Here I Am by Jonathan Safran Foer(6)



Around the chapel he’d built the synagogue itself: the labyrinth of literally infinitely forking hallways; the aranciata-dispensing water fountains, and urinals made of the bones of ivory poachers; the stashes of genuinely loving, nonmisogynistic face-sitting porn in the storage closet in the Men’s Club social hall; the ironic handicapped spot in the stroller parking lot; the Memorial Wall with tiny, never-working bulbs beside the names of those upon whom he wished quick and painless death, but death (former best friends, the people who made acne pads sting on purpose, etc.); various make-out grottoes where tenderhearted and legitimately funny girls, who dressed like American Apparel advertisements and wrote Percy Jackson fan fiction, allowed klutzes to suck their perfect boobs; chalkboards that delivered 600-volt electrical pulses when scratched by the fingernails of smart-ass, dumb-f*ck bullies who were so obviously—except to everyone besides Sam—fifteen short years from being paunchy schmucks with tedious jobs and dumpy wives; small plaques on every surface letting everyone know that it was because of Samanta’s beneficence, her fundamental goodness, her love of mercy and fairness and the benefit of the doubt, her decency, her inherent value, her nontoxic unshittiness, that the ladder to the roof existed, that the roof existed, that the perpetually buffering God existed.

The synagogue was originally at the edge of a community that had developed around a shared love of videos in which guilty dogs express shame.
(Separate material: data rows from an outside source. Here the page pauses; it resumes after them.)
use std::collections::{BTreeMap, BTreeSet};

use chrono::{DateTime, Utc};
use once_cell::sync::Lazy;
use polars::prelude::DataFrame;
use serde::Serialize;
use tracing::{info, warn};
use uuid::Uuid;

use taxi_emissions_parser::TAXI_TYPE;

use crate::audit::{self, DEFAULT_AUDIT_ROW_CAP};
use crate::emissions::EmissionsLookup;
use crate::enrichment;
use crate::error::{PipelineError, Result};
use crate::fingerprint::frame_fingerprint;
use crate::quality_filters::QualityThresholds;
use crate::trips::{self, RawTripSource};
use crate::window::{format_micros, TripWindow};

/// Everything a pipeline run needs besides the raw frames. The emissions lookup is passed in
/// here rather than read from global state so tests can substitute fixtures.
#[derive(Debug, Clone)]
pub struct ExecutionContext {
    pub window: TripWindow,
    pub emissions: EmissionsLookup,
    pub audit_row_cap: usize,
    pub quality_thresholds: QualityThresholds,
}

impl Default for ExecutionContext {
    fn default() -> Self {
        Self {
            window: TripWindow::standard(),
            emissions: EmissionsLookup::default(),
            audit_row_cap: DEFAULT_AUDIT_ROW_CAP,
            quality_thresholds: QualityThresholds::default(),
        }
    }
}

impl ExecutionContext {
    pub fn new(emissions: EmissionsLookup) -> Self {
        Self {
            emissions,
            ..Self::default()
        }
    }

    pub fn with_window(mut self, window: TripWindow) -> Self {
        self.window = window;
        self
    }

    pub fn with_audit_row_cap(mut self, row_cap: usize) -> Self {
        self.audit_row_cap = row_cap;
        self
    }

    pub fn with_quality_thresholds(mut self, thresholds: QualityThresholds) -> Self {
        self.quality_thresholds = thresholds;
        self
    }
}

#[derive(Debug, Clone, Serialize)]
pub struct RunSummary {
    pub run_id: Uuid,
    pub pipeline: &'static str,
    pub pipeline_version: &'static str,
    pub started_at: DateTime<Utc>,
    pub finished_at: DateTime<Utc>,
    pub window_start: String,
    pub window_end: String,
    pub raw_rows: BTreeMap<String, usize>,
    pub fct_trips_rows: usize,
    pub fct_trips_enriched_rows: usize,
    pub join_excluded_rows: usize,
    pub unmatched_categories: Vec<String>,
    pub category_count: usize,
    pub audit_rows: usize,
    pub fct_trips_fingerprint: String,
    pub fct_trips_enriched_fingerprint: String,
}

pub struct PipelineBatchOutput {
    pub fct_trips: DataFrame,
    pub fct_trips_enriched: DataFrame,
    pub audit_sample: DataFrame,
    pub summary: RunSummary,
}

pub trait TripPipeline: Send + Sync {
    fn code_identifier(&self) -> &'static str;
    fn version(&self) -> &'static str;
    fn description(&self) -> &'static str;
    fn run_batch(
        &self,
        context: &ExecutionContext,
        sources: &[RawTripSource],
    ) -> Result<PipelineBatchOutput>;
}

static PIPELINE_IMPLEMENTATIONS: Lazy<Vec<&'static dyn TripPipeline>> =
    Lazy::new(|| vec![&TripEmissionsV1 as &dyn TripPipeline]);

pub fn all_pipelines() -> &'static [&'static dyn TripPipeline] {
    PIPELINE_IMPLEMENTATIONS.as_slice()
}

pub fn find_pipeline(code: &str) -> Result<&'static dyn TripPipeline> {
    all_pipelines()
        .iter()
        .copied()
        .find(|pipeline| pipeline.code_identifier() == code)
        .ok_or_else(|| PipelineError::UnknownPipeline(code.to_string()))
}

pub const DEFAULT_PIPELINE: &str = "trip_emissions_v1";

struct TripEmissionsV1;

impl TripPipeline for TripEmissionsV1 {
    fn code_identifier(&self) -> &'static str {
        DEFAULT_PIPELINE
    }

    fn version(&self) -> &'static str {
        "0.1.0"
    }

    fn description(&self) -> &'static str {
        "Normalize yellow/green trips + window filter + emissions enrichment"
    }

    fn run_batch(
        &self,
        context: &ExecutionContext,
        sources: &[RawTripSource],
    ) -> Result<PipelineBatchOutput> {
        let started_at = Utc::now();
        let run_id = Uuid::new_v4();
        info!(%run_id, pipeline = self.code_identifier(), "starting pipeline run");

        if context.emissions.is_empty() {
            warn!("emissions lookup is empty; every trip will be excluded by the join");
        }

        let mut raw_rows = BTreeMap::new();
        for source in sources {
            *raw_rows.entry(source.taxi_type().to_string()).or_insert(0) += source.raw_rows();
        }

        let fct_trips = trips::build_fct_trips(sources, &context.window)?;
        let fct_trips_enriched =
            enrichment::build_fct_trips_enriched(&fct_trips, &context.window, &context.emissions)?;
        let audit_sample =
            audit::audit_sample(&fct_trips_enriched, &context.window, context.audit_row_cap)?;
        let category_count = audit::category_count(&fct_trips)?;
        let unmatched_categories = unmatched_categories(&fct_trips, &context.emissions)?;

        if !unmatched_categories.is_empty() {
            warn!(
                categories = ?unmatched_categories,
                "trip categories without an emissions factor were excluded"
            );
        }

        let summary = RunSummary {
            run_id,
            pipeline: self.code_identifier(),
            pipeline_version: self.version(),
            started_at,
            finished_at: Utc::now(),
            window_start: format_micros(context.window.start_micros()),
            window_end: format_micros(context.window.end_micros()),
            raw_rows,
            fct_trips_rows: fct_trips.height(),
            fct_trips_enriched_rows: fct_trips_enriched.height(),
            join_excluded_rows: fct_trips.height() - fct_trips_enriched.height(),
            unmatched_categories,
            category_count,
            audit_rows: audit_sample.height(),
            fct_trips_fingerprint: frame_fingerprint(&fct_trips)?,
            fct_trips_enriched_fingerprint: frame_fingerprint(&fct_trips_enriched)?,
        };

        info!(
            %run_id,
            fct_trips_rows = summary.fct_trips_rows,
            fct_trips_enriched_rows = summary.fct_trips_enriched_rows,
            "pipeline run finished"
        );

        Ok(PipelineBatchOutput {
            fct_trips,
            fct_trips_enriched,
            audit_sample,
            summary,
        })
    }
}

/// Categories present in `fct_trips` that the lookup has no factor for.
pub fn unmatched_categories(
    fct_trips: &DataFrame,
    lookup: &EmissionsLookup,
) -> Result<Vec<String>> {
    let categories = fct_trips
        .column(TAXI_TYPE)?
        .str()?
        .into_iter()
        .flatten()
        .filter(|category| lookup.factor_for(category).is_none())
        .map(str::to_string)
        .collect::<BTreeSet<_>>();
    Ok(categories.into_iter().collect())
}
He could watch such videos all day—more than once he did—without going too deep into what he found so appealing about them. The obvious explanation would be that he empathized with the dog, and there was obviously some truth in that. (“Did you do that, Sam? Did you write those words? Were you bad?”) But he was also drawn to the owners. Every single one of the videos was made by someone who loved his dog more than himself; the “shaming” was always funnily overdramatized and good-spirited, and they all ended with reconciliation. (He’d tried making his own such videos, but Argus was too old and tired to do anything other than shit himself, for which no shaming could be good-spirited.) So it had something to do with the sinner, and something with the judge, and the fear of not being forgiven, and the relief of being loved again. Maybe in his next life, his feelings would be less than all-consuming and some portion of him would remain for understanding.

There was nothing exactly wrong with the original location, but life was for good-enough, and Other Life was for putting things in the places they longed to be. Sam secretly believed that everything was capable of longing, and more, that everything was always longing. So after the shame-inducing chew-out he got from his mom later that day, he paid some digital movers some digital currency to disassemble the synagogue into the largest parts that would fit into the largest trucks, move them, and reassemble them according to screen grabs.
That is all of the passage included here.